Gather all lines with "MalformedBody" from the records.

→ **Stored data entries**
.....

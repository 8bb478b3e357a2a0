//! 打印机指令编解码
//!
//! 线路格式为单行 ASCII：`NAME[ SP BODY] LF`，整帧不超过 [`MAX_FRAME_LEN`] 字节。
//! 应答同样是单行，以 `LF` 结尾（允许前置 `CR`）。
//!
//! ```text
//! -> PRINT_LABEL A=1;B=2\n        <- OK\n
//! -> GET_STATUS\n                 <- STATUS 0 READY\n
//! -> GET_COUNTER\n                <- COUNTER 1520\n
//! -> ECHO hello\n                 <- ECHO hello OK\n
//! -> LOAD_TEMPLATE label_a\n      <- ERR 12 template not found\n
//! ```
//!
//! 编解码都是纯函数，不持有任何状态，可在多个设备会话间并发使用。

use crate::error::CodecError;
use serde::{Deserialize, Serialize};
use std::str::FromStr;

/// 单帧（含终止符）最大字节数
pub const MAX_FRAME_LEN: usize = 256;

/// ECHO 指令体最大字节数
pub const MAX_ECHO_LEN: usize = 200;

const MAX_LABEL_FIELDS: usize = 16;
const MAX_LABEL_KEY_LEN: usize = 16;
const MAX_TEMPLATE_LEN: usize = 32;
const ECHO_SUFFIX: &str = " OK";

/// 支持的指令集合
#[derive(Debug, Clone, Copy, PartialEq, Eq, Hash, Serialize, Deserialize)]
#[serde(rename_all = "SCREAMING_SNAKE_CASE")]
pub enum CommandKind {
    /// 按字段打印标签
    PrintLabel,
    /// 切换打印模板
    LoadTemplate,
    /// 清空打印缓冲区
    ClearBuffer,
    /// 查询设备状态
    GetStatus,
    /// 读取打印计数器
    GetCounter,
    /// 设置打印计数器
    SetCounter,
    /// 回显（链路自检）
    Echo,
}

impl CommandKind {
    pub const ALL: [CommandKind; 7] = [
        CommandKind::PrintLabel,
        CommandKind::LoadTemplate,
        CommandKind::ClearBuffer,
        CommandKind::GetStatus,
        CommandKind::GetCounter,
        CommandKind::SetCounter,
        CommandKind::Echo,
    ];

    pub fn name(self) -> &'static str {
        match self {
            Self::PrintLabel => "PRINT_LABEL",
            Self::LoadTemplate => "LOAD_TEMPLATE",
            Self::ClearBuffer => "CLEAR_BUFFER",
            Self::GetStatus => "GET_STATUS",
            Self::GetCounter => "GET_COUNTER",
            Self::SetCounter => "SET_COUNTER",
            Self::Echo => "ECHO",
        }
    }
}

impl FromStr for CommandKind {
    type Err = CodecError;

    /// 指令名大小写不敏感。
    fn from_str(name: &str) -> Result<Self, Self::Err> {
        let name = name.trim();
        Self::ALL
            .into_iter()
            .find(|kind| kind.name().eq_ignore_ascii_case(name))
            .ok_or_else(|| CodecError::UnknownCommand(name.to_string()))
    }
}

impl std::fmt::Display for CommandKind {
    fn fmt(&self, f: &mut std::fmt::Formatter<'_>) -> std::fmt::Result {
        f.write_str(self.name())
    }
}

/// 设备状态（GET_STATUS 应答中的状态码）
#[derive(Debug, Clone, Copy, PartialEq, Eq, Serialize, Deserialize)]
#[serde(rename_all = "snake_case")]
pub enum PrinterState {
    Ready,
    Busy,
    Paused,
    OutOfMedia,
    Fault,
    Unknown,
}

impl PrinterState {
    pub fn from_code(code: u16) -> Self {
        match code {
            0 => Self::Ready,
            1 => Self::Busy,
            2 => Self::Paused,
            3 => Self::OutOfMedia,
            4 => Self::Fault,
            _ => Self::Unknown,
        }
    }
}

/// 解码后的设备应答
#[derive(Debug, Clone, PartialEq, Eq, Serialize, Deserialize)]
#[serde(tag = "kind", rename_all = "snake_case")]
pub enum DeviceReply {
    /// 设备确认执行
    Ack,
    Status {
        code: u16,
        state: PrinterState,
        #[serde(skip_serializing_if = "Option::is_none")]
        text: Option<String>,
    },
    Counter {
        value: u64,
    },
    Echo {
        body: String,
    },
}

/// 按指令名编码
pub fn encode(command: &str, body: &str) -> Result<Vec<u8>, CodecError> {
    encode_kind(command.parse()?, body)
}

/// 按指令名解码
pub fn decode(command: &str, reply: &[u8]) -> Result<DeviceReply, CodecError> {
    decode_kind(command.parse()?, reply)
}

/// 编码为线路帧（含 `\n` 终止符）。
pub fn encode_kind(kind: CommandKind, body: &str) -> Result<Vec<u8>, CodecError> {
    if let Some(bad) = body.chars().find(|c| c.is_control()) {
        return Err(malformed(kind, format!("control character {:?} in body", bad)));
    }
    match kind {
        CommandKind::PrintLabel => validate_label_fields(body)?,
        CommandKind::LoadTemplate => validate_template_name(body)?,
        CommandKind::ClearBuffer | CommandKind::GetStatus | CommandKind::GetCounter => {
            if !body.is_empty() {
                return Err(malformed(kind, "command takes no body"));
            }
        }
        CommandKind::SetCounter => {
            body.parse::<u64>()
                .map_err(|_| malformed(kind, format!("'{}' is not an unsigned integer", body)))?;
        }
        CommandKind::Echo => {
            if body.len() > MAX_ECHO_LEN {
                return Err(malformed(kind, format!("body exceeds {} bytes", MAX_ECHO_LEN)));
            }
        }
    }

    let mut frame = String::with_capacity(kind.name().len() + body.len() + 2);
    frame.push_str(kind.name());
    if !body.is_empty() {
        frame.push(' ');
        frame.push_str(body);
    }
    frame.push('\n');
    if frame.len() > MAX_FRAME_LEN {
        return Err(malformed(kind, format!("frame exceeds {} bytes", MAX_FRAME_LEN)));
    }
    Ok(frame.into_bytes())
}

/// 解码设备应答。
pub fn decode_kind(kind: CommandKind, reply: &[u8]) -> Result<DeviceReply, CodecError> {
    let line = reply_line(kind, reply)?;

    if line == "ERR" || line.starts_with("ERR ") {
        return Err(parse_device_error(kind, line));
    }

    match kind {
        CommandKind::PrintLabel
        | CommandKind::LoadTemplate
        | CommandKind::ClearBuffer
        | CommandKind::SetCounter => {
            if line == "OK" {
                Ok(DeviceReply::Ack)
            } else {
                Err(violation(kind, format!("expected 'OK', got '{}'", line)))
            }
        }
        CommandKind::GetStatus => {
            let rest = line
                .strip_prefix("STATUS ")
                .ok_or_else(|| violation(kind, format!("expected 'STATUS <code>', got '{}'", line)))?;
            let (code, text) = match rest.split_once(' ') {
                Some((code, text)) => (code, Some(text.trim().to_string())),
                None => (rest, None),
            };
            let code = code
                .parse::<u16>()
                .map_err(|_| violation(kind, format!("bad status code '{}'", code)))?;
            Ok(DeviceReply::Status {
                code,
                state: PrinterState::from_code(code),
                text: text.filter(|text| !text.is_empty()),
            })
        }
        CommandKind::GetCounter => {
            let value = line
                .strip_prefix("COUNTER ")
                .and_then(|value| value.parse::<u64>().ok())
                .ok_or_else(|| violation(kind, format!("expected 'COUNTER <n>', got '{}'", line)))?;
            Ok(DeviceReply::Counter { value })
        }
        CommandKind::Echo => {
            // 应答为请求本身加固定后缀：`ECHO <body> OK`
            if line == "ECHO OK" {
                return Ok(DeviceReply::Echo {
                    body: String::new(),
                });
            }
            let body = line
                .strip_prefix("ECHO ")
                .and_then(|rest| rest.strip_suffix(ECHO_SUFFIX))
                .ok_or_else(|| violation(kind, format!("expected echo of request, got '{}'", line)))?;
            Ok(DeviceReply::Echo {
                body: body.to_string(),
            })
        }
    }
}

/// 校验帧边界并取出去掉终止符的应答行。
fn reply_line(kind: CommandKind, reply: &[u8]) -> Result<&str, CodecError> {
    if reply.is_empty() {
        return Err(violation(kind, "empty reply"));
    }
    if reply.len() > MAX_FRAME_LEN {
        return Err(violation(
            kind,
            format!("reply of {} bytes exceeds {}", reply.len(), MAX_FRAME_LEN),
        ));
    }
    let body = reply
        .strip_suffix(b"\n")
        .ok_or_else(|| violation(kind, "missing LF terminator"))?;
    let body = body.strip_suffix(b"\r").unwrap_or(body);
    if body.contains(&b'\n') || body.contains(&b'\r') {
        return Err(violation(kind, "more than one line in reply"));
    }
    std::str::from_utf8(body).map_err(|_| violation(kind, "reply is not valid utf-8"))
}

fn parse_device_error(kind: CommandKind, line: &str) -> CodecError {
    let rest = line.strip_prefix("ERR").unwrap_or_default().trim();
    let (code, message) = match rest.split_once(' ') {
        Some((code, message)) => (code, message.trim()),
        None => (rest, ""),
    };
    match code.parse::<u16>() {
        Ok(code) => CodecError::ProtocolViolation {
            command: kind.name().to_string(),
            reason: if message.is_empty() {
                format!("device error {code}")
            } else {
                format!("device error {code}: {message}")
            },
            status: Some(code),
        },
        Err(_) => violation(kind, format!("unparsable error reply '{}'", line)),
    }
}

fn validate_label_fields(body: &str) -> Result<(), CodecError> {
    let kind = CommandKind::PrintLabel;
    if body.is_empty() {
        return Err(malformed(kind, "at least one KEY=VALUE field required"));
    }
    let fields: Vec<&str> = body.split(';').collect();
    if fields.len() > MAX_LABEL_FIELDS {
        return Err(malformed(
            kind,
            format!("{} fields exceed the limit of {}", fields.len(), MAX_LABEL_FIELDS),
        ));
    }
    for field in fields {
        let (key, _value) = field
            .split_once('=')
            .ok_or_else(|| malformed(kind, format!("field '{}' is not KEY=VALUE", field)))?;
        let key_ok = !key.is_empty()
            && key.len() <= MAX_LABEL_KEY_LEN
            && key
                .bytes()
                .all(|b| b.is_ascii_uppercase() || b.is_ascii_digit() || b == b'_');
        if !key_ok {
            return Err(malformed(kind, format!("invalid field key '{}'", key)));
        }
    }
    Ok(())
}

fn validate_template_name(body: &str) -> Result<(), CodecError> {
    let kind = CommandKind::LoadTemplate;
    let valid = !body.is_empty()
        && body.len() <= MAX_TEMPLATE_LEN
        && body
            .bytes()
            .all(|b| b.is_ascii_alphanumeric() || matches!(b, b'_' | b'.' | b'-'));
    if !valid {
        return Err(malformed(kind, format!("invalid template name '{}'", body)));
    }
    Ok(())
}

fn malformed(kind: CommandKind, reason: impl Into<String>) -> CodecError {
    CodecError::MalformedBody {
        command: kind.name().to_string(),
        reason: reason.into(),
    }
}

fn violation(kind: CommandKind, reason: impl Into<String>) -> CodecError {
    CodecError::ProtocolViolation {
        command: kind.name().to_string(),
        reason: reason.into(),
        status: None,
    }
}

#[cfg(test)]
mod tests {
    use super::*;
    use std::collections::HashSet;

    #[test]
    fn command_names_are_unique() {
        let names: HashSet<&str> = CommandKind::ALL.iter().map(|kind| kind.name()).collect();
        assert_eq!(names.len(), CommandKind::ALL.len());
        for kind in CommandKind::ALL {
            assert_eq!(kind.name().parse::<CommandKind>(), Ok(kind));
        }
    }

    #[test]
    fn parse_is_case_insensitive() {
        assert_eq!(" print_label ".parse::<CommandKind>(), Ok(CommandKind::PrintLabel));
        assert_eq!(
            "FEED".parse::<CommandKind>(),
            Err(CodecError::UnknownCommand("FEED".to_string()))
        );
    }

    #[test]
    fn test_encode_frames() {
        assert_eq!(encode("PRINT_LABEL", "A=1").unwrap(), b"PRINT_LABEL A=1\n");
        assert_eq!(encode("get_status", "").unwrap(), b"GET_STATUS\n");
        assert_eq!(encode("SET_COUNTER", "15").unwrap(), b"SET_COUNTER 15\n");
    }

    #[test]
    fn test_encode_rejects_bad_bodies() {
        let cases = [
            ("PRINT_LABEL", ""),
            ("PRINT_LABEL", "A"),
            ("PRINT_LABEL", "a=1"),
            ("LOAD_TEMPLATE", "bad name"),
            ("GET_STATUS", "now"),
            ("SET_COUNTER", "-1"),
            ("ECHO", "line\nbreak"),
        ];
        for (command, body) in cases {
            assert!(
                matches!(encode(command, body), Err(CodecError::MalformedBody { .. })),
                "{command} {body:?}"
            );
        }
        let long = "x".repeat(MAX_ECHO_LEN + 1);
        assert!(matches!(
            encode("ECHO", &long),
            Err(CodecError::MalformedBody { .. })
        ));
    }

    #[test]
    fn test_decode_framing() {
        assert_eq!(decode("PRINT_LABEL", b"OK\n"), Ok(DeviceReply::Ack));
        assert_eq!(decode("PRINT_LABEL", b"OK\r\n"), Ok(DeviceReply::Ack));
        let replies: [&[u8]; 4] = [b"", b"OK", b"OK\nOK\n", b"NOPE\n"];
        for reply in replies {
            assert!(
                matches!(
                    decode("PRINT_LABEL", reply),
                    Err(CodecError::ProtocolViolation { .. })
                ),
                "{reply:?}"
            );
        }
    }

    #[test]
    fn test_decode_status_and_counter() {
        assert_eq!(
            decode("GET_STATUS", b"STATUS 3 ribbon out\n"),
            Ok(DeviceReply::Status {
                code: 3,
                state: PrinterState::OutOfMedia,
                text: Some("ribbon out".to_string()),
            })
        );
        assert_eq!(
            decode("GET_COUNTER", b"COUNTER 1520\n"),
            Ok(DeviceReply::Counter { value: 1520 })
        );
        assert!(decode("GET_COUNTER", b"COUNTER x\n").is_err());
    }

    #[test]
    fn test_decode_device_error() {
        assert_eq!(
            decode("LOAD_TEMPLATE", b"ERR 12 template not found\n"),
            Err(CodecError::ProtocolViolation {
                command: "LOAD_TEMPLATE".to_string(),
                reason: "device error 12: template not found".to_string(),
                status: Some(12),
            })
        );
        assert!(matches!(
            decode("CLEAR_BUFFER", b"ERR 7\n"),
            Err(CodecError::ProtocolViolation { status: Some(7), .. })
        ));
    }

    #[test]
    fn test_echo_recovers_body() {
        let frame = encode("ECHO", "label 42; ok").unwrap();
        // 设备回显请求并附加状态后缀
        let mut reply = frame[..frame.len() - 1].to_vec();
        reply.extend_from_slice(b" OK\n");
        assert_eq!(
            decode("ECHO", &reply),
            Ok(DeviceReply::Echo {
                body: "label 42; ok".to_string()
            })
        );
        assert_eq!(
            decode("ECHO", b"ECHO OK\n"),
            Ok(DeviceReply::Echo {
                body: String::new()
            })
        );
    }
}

.....

→ **TASK ANSWER**
    CodecError::MalformedBody {
                matches!(encode(command, body), Err(CodecError::MalformedBody { .. })),
            Err(CodecError::MalformedBody { .. })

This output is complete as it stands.